(The task) Among the entries below, take the line with "ResponseMetadata::new(None, timer.elapsed())" and the line with "Timeout applied to", and output them and every line between them exactly, with nothing else.

(Entries shown)
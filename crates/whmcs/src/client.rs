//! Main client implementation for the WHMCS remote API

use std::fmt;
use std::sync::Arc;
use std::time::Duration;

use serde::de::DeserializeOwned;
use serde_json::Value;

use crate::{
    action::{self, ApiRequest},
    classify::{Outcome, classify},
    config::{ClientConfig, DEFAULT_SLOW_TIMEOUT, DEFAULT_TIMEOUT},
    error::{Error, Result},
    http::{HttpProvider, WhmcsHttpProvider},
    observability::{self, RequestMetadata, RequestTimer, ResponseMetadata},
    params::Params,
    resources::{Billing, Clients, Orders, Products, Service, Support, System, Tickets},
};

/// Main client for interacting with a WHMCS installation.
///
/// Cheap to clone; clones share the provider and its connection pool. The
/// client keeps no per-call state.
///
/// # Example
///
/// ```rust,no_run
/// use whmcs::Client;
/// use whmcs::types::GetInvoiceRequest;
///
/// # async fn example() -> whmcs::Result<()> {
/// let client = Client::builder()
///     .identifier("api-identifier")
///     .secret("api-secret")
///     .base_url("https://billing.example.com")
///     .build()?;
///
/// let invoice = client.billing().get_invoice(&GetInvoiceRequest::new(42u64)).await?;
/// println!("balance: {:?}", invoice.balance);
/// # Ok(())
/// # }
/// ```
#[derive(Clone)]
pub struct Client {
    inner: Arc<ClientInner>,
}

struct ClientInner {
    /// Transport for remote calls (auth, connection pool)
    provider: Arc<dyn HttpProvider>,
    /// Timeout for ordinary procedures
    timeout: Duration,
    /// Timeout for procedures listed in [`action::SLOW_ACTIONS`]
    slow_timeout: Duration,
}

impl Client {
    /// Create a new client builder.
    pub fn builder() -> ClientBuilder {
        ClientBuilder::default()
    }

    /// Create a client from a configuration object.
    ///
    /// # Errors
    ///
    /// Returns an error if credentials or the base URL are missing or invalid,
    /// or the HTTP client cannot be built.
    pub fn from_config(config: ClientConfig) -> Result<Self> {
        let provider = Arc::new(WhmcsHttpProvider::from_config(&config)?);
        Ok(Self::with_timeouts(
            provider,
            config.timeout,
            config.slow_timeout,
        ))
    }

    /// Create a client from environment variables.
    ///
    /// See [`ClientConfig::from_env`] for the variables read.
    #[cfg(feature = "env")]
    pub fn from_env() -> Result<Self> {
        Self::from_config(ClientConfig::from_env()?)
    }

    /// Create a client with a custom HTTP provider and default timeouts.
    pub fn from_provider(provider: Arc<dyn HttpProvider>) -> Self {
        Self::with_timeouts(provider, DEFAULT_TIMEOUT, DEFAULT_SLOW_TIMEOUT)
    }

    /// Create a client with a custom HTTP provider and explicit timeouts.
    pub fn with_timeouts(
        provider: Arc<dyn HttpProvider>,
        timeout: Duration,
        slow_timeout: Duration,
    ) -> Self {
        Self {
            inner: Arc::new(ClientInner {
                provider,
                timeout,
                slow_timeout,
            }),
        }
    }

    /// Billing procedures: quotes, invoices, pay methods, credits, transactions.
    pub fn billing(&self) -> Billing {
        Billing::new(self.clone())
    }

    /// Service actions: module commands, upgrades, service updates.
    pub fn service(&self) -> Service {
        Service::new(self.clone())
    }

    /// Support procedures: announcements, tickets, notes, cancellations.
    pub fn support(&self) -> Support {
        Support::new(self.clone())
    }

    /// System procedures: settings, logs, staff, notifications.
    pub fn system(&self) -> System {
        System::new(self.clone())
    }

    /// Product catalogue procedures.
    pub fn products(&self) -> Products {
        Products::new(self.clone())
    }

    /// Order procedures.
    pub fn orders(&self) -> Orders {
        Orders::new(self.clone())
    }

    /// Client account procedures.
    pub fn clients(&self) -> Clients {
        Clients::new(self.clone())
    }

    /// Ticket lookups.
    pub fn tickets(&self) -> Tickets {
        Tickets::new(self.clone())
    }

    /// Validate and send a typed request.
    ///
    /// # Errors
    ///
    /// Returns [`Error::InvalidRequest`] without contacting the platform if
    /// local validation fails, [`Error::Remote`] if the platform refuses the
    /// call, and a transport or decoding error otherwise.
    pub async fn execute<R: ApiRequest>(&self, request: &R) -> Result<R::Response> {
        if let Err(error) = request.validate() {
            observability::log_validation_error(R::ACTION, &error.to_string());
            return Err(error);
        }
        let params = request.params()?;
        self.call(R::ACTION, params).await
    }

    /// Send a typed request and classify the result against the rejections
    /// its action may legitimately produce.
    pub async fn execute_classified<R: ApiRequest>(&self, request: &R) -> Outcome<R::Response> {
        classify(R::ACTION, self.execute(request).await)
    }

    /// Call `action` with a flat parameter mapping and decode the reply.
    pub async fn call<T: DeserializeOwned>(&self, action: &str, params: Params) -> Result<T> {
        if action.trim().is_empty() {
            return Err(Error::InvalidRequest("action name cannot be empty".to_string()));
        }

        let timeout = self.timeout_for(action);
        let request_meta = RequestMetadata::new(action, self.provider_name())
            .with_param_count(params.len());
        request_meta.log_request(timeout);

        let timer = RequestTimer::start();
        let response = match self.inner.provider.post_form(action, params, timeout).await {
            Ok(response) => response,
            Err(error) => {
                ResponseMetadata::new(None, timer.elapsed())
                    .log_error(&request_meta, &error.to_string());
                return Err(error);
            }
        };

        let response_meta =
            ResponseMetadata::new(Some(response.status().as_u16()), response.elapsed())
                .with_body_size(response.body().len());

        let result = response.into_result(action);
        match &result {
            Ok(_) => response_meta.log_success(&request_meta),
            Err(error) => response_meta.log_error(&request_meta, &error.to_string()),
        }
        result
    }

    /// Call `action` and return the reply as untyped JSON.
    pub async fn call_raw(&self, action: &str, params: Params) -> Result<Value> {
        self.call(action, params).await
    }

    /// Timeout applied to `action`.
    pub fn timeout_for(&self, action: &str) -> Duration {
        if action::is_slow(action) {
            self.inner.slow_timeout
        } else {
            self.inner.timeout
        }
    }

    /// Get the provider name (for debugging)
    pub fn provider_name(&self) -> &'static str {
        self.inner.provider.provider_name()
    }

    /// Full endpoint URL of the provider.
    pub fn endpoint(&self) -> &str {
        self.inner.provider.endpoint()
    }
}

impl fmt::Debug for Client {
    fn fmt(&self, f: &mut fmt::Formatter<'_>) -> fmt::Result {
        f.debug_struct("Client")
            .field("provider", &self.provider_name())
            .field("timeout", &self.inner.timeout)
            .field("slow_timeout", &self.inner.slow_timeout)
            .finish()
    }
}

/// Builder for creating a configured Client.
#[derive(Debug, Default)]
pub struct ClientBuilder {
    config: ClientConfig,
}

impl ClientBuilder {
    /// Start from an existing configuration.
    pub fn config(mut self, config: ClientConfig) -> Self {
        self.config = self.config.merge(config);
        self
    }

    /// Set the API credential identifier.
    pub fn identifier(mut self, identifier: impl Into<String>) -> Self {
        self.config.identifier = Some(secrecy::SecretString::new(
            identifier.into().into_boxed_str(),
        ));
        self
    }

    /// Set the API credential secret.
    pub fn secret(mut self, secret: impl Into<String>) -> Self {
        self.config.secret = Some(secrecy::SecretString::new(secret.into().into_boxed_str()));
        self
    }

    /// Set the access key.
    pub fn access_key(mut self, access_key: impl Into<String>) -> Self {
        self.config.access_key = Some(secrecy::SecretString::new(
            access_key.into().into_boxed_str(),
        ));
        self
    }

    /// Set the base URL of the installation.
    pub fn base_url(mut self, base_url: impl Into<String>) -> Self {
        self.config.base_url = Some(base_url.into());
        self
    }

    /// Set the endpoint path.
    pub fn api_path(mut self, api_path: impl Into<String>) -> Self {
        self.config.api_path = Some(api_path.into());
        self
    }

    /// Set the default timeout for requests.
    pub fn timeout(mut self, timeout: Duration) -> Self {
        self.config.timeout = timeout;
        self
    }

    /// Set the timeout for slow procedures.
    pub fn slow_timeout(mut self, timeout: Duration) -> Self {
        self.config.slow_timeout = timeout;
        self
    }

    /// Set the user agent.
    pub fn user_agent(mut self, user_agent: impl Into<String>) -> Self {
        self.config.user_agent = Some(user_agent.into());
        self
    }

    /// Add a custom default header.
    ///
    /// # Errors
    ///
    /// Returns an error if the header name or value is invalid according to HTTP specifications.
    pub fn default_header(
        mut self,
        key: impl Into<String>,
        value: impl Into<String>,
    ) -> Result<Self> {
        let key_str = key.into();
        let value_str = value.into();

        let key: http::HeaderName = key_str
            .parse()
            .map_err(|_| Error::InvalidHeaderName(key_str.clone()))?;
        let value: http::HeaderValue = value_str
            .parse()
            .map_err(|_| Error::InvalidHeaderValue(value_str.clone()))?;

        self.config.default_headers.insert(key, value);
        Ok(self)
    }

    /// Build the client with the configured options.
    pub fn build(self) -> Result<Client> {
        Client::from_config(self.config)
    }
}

(Solved problem)
                ResponseMetadata::new(None, timer.elapsed())
                    .log_error(&request_meta, &error.to_string());
                return Err(error);
            }
        };

        let response_meta =
            ResponseMetadata::new(Some(response.status().as_u16()), response.elapsed())
                .with_body_size(response.body().len());

        let result = response.into_result(action);
        match &result {
            Ok(_) => response_meta.log_success(&request_meta),
            Err(error) => response_meta.log_error(&request_meta, &error.to_string()),
        }
        result
    }

    /// Call `action` and return the reply as untyped JSON.
    pub async fn call_raw(&self, action: &str, params: Params) -> Result<Value> {
        self.call(action, params).await
    }

    /// Timeout applied to `action`.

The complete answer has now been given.